====== Information given

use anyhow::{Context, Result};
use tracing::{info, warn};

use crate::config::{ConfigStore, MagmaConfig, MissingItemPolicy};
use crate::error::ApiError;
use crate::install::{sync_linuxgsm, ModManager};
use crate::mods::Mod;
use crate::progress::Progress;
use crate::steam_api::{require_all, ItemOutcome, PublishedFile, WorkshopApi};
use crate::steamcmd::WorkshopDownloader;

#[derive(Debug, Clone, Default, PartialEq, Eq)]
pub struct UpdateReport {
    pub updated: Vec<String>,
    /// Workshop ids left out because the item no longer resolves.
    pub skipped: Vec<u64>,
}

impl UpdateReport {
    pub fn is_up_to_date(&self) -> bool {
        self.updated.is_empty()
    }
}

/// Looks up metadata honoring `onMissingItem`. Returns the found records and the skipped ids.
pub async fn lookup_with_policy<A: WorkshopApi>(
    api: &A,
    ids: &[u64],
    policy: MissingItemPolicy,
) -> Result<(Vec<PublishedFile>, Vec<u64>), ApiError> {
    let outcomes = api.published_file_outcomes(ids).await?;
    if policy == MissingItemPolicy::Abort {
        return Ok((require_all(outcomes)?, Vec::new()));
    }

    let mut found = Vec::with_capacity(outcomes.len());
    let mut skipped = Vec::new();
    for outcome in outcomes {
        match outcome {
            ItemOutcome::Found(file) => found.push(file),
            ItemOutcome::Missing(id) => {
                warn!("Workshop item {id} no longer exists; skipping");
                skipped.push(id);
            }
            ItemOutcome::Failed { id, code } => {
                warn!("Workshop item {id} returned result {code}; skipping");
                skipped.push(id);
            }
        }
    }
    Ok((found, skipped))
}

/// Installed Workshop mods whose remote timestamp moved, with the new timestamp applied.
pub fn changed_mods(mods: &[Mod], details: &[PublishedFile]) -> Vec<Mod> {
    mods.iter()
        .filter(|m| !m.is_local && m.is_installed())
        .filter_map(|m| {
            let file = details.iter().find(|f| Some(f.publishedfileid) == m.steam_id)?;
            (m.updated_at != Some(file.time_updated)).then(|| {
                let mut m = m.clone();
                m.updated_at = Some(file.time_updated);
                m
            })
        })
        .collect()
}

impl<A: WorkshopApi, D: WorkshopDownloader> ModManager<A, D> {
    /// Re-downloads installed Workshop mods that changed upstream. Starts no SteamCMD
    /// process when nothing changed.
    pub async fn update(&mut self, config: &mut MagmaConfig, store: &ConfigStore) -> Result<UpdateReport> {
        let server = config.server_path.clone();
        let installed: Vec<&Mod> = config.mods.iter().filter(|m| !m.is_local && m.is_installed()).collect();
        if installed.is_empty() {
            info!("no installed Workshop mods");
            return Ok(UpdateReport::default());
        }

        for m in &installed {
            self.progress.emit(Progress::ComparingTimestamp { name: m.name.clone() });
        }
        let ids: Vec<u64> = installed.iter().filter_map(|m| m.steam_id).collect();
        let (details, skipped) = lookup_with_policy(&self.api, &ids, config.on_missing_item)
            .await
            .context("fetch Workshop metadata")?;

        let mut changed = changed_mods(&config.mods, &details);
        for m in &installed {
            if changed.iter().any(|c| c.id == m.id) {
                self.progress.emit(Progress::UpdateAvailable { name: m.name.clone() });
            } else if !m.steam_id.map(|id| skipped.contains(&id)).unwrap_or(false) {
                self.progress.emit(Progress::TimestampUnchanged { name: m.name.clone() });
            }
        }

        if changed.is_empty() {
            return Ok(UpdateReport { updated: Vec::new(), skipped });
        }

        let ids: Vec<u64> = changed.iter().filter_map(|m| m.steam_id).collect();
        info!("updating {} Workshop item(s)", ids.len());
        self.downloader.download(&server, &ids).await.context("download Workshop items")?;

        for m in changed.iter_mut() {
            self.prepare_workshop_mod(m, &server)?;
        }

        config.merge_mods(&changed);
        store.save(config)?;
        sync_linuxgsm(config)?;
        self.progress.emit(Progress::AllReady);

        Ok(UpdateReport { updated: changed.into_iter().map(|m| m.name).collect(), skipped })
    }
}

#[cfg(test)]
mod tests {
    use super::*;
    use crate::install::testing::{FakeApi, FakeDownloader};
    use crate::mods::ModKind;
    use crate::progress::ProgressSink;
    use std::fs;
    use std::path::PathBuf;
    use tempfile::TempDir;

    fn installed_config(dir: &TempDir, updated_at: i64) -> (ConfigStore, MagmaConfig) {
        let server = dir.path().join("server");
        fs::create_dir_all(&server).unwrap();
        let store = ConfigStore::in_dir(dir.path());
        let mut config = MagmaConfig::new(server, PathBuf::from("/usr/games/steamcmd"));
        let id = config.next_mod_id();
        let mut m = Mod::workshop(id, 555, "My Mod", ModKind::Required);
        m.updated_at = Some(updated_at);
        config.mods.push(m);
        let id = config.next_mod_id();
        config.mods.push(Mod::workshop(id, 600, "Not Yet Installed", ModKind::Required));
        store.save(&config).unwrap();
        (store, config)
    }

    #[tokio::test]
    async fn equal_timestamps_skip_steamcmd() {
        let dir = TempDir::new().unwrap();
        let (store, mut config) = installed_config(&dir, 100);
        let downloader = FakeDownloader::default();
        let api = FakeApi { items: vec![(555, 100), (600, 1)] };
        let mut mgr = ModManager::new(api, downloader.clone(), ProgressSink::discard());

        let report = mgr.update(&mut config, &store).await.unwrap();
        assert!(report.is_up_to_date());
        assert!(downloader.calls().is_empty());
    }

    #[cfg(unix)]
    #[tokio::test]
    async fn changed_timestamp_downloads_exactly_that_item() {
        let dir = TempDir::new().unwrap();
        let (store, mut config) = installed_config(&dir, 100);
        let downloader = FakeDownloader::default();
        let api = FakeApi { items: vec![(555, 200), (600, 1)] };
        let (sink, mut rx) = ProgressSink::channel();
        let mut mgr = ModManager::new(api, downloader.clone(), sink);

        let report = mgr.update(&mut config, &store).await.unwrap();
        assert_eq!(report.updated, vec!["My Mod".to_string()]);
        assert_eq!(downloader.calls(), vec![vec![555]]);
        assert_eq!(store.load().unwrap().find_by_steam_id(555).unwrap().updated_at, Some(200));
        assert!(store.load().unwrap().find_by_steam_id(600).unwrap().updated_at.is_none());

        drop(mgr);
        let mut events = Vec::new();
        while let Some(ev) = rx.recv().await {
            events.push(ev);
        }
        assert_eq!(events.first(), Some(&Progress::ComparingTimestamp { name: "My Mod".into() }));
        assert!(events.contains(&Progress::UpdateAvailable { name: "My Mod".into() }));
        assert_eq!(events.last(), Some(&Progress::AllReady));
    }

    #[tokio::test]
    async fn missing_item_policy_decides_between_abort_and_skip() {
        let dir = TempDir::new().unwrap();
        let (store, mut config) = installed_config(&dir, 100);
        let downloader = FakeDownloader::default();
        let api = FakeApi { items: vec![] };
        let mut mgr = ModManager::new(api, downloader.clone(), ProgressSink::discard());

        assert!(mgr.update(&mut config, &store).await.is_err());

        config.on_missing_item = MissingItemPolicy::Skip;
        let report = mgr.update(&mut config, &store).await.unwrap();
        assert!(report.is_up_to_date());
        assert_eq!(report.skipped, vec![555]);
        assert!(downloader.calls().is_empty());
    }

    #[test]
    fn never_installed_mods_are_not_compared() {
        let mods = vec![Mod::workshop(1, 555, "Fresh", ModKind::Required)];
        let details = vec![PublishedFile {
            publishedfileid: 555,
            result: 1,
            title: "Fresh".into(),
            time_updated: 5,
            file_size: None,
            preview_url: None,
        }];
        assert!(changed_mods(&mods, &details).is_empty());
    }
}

============

■ Required action
Take the entries above and return all of them exactly.

■ Expected answer
use anyhow::{Context, Result};
use tracing::{info, warn};

use crate::config::{ConfigStore, MagmaConfig, MissingItemPolicy};
use crate::error::ApiError;
use crate::install::{sync_linuxgsm, ModManager};
use crate::mods::Mod;
use crate::progress::Progress;
use crate::steam_api::{require_all, ItemOutcome, PublishedFile, WorkshopApi};
use crate::steamcmd::WorkshopDownloader;

#[derive(Debug, Clone, Default, PartialEq, Eq)]
pub struct UpdateReport {
    pub updated: Vec<String>,
    /// Workshop ids left out because the item no longer resolves.
    pub skipped: Vec<u64>,
}

impl UpdateReport {
    pub fn is_up_to_date(&self) -> bool {
        self.updated.is_empty()
    }
}

/// Looks up metadata honoring `onMissingItem`. Returns the found records and the skipped ids.
pub async fn lookup_with_policy<A: WorkshopApi>(
    api: &A,
    ids: &[u64],
    policy: MissingItemPolicy,
) -> Result<(Vec<PublishedFile>, Vec<u64>), ApiError> {
    let outcomes = api.published_file_outcomes(ids).await?;
    if policy == MissingItemPolicy::Abort {
        return Ok((require_all(outcomes)?, Vec::new()));
    }

    let mut found = Vec::with_capacity(outcomes.len());
    let mut skipped = Vec::new();
    for outcome in outcomes {
        match outcome {
            ItemOutcome::Found(file) => found.push(file),
            ItemOutcome::Missing(id) => {
                warn!("Workshop item {id} no longer exists; skipping");
                skipped.push(id);
            }
            ItemOutcome::Failed { id, code } => {
                warn!("Workshop item {id} returned result {code}; skipping");
                skipped.push(id);
            }
        }
    }
    Ok((found, skipped))
}

/// Installed Workshop mods whose remote timestamp moved, with the new timestamp applied.
pub fn changed_mods(mods: &[Mod], details: &[PublishedFile]) -> Vec<Mod> {
    mods.iter()
        .filter(|m| !m.is_local && m.is_installed())
        .filter_map(|m| {
            let file = details.iter().find(|f| Some(f.publishedfileid) == m.steam_id)?;
            (m.updated_at != Some(file.time_updated)).then(|| {
                let mut m = m.clone();
                m.updated_at = Some(file.time_updated);
                m
            })
        })
        .collect()
}

impl<A: WorkshopApi, D: WorkshopDownloader> ModManager<A, D> {
    /// Re-downloads installed Workshop mods that changed upstream. Starts no SteamCMD
    /// process when nothing changed.
    pub async fn update(&mut self, config: &mut MagmaConfig, store: &ConfigStore) -> Result<UpdateReport> {
        let server = config.server_path.clone();
        let installed: Vec<&Mod> = config.mods.iter().filter(|m| !m.is_local && m.is_installed()).collect();
        if installed.is_empty() {
            info!("no installed Workshop mods");
            return Ok(UpdateReport::default());
        }

        for m in &installed {
            self.progress.emit(Progress::ComparingTimestamp { name: m.name.clone() });
        }
        let ids: Vec<u64> = installed.iter().filter_map(|m| m.steam_id).collect();
        let (details, skipped) = lookup_with_policy(&self.api, &ids, config.on_missing_item)
            .await
            .context("fetch Workshop metadata")?;

        let mut changed = changed_mods(&config.mods, &details);
        for m in &installed {
            if changed.iter().any(|c| c.id == m.id) {
                self.progress.emit(Progress::UpdateAvailable { name: m.name.clone() });
            } else if !m.steam_id.map(|id| skipped.contains(&id)).unwrap_or(false) {
                self.progress.emit(Progress::TimestampUnchanged { name: m.name.clone() });
            }
        }

        if changed.is_empty() {
            return Ok(UpdateReport { updated: Vec::new(), skipped });
        }

        let ids: Vec<u64> = changed.iter().filter_map(|m| m.steam_id).collect();
        info!("updating {} Workshop item(s)", ids.len());
        self.downloader.download(&server, &ids).await.context("download Workshop items")?;

        for m in changed.iter_mut() {
            self.prepare_workshop_mod(m, &server)?;
        }

        config.merge_mods(&changed);
        store.save(config)?;
        sync_linuxgsm(config)?;
        self.progress.emit(Progress::AllReady);

        Ok(UpdateReport { updated: changed.into_iter().map(|m| m.name).collect(), skipped })
    }
}

#[cfg(test)]
mod tests {
    use super::*;
    use crate::install::testing::{FakeApi, FakeDownloader};
    use crate::mods::ModKind;
    use crate::progress::ProgressSink;
    use std::fs;
    use std::path::PathBuf;
    use tempfile::TempDir;

    fn installed_config(dir: &TempDir, updated_at: i64) -> (ConfigStore, MagmaConfig) {
        let server = dir.path().join("server");
        fs::create_dir_all(&server).unwrap();
        let store = ConfigStore::in_dir(dir.path());
        let mut config = MagmaConfig::new(server, PathBuf::from("/usr/games/steamcmd"));
        let id = config.next_mod_id();
        let mut m = Mod::workshop(id, 555, "My Mod", ModKind::Required);
        m.updated_at = Some(updated_at);
        config.mods.push(m);
        let id = config.next_mod_id();
        config.mods.push(Mod::workshop(id, 600, "Not Yet Installed", ModKind::Required));
        store.save(&config).unwrap();
        (store, config)
    }

    #[tokio::test]
    async fn equal_timestamps_skip_steamcmd() {
        let dir = TempDir::new().unwrap();
        let (store, mut config) = installed_config(&dir, 100);
        let downloader = FakeDownloader::default();
        let api = FakeApi { items: vec![(555, 100), (600, 1)] };
        let mut mgr = ModManager::new(api, downloader.clone(), ProgressSink::discard());

        let report = mgr.update(&mut config, &store).await.unwrap();
        assert!(report.is_up_to_date());
        assert!(downloader.calls().is_empty());
    }

    #[cfg(unix)]
    #[tokio::test]
    async fn changed_timestamp_downloads_exactly_that_item() {
        let dir = TempDir::new().unwrap();
        let (store, mut config) = installed_config(&dir, 100);
        let downloader = FakeDownloader::default();
        let api = FakeApi { items: vec![(555, 200), (600, 1)] };
        let (sink, mut rx) = ProgressSink::channel();
        let mut mgr = ModManager::new(api, downloader.clone(), sink);

        let report = mgr.update(&mut config, &store).await.unwrap();
        assert_eq!(report.updated, vec!["My Mod".to_string()]);
        assert_eq!(downloader.calls(), vec![vec![555]]);
        assert_eq!(store.load().unwrap().find_by_steam_id(555).unwrap().updated_at, Some(200));
        assert!(store.load().unwrap().find_by_steam_id(600).unwrap().updated_at.is_none());

        drop(mgr);
        let mut events = Vec::new();
        while let Some(ev) = rx.recv().await {
            events.push(ev);
        }
        assert_eq!(events.first(), Some(&Progress::ComparingTimestamp { name: "My Mod".into() }));
        assert!(events.contains(&Progress::UpdateAvailable { name: "My Mod".into() }));
        assert_eq!(events.last(), Some(&Progress::AllReady));
    }

    #[tokio::test]
    async fn missing_item_policy_decides_between_abort_and_skip() {
        let dir = TempDir::new().unwrap();
        let (store, mut config) = installed_config(&dir, 100);
        let downloader = FakeDownloader::default();
        let api = FakeApi { items: vec![] };
        let mut mgr = ModManager::new(api, downloader.clone(), ProgressSink::discard());

        assert!(mgr.update(&mut config, &store).await.is_err());

        config.on_missing_item = MissingItemPolicy::Skip;
        let report = mgr.update(&mut config, &store).await.unwrap();
        assert!(report.is_up_to_date());
        assert_eq!(report.skipped, vec![555]);
        assert!(downloader.calls().is_empty());
    }

    #[test]
    fn never_installed_mods_are_not_compared() {
        let mods = vec![Mod::workshop(1, 555, "Fresh", ModKind::Required)];
        let details = vec![PublishedFile {
            publishedfileid: 555,
            result: 1,
            title: "Fresh".into(),
            time_updated: 5,
            file_size: None,
            preview_url: None,
        }];
        assert!(changed_mods(&mods, &details).is_empty());
    }
}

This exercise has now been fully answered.